━━━━━ EXERCISE DATA

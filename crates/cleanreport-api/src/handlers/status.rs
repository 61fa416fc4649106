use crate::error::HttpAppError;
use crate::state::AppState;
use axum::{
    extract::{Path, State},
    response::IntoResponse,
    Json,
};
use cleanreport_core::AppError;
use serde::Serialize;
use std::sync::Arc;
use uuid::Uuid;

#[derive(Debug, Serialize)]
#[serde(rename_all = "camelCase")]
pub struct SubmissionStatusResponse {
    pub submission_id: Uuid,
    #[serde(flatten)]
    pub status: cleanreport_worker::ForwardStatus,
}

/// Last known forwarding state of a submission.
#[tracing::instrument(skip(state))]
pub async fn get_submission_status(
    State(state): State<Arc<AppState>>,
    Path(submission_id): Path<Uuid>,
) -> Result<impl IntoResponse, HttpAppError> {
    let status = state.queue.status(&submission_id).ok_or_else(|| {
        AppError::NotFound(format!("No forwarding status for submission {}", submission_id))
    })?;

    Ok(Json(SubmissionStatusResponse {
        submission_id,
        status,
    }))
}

━━━━━━━━━━

- [WHAT IS REQUIRED]
So that nothing is lost, transcribe each entry exactly as written.

- [PROBLEM SOLUTION]
filename crates/cleanreport-api/src/handlers/status.rs
repository 61fa416fc4649106
use crate::error::HttpAppError;
use crate::state::AppState;
use axum::{
    extract::{Path, State},
    response::IntoResponse,
    Json,
};
use cleanreport_core::AppError;
use serde::Serialize;
use std::sync::Arc;
use uuid::Uuid;

#[derive(Debug, Serialize)]
#[serde(rename_all = "camelCase")]
pub struct SubmissionStatusResponse {
    pub submission_id: Uuid,
    #[serde(flatten)]
    pub status: cleanreport_worker::ForwardStatus,
}

/// Last known forwarding state of a submission.
#[tracing::instrument(skip(state))]
pub async fn get_submission_status(
    State(state): State<Arc<AppState>>,
    Path(submission_id): Path<Uuid>,
) -> Result<impl IntoResponse, HttpAppError> {
    let status = state.queue.status(&submission_id).ok_or_else(|| {
        AppError::NotFound(format!("No forwarding status for submission {}", submission_id))
    })?;

    Ok(Json(SubmissionStatusResponse {
        submission_id,
        status,
    }))
}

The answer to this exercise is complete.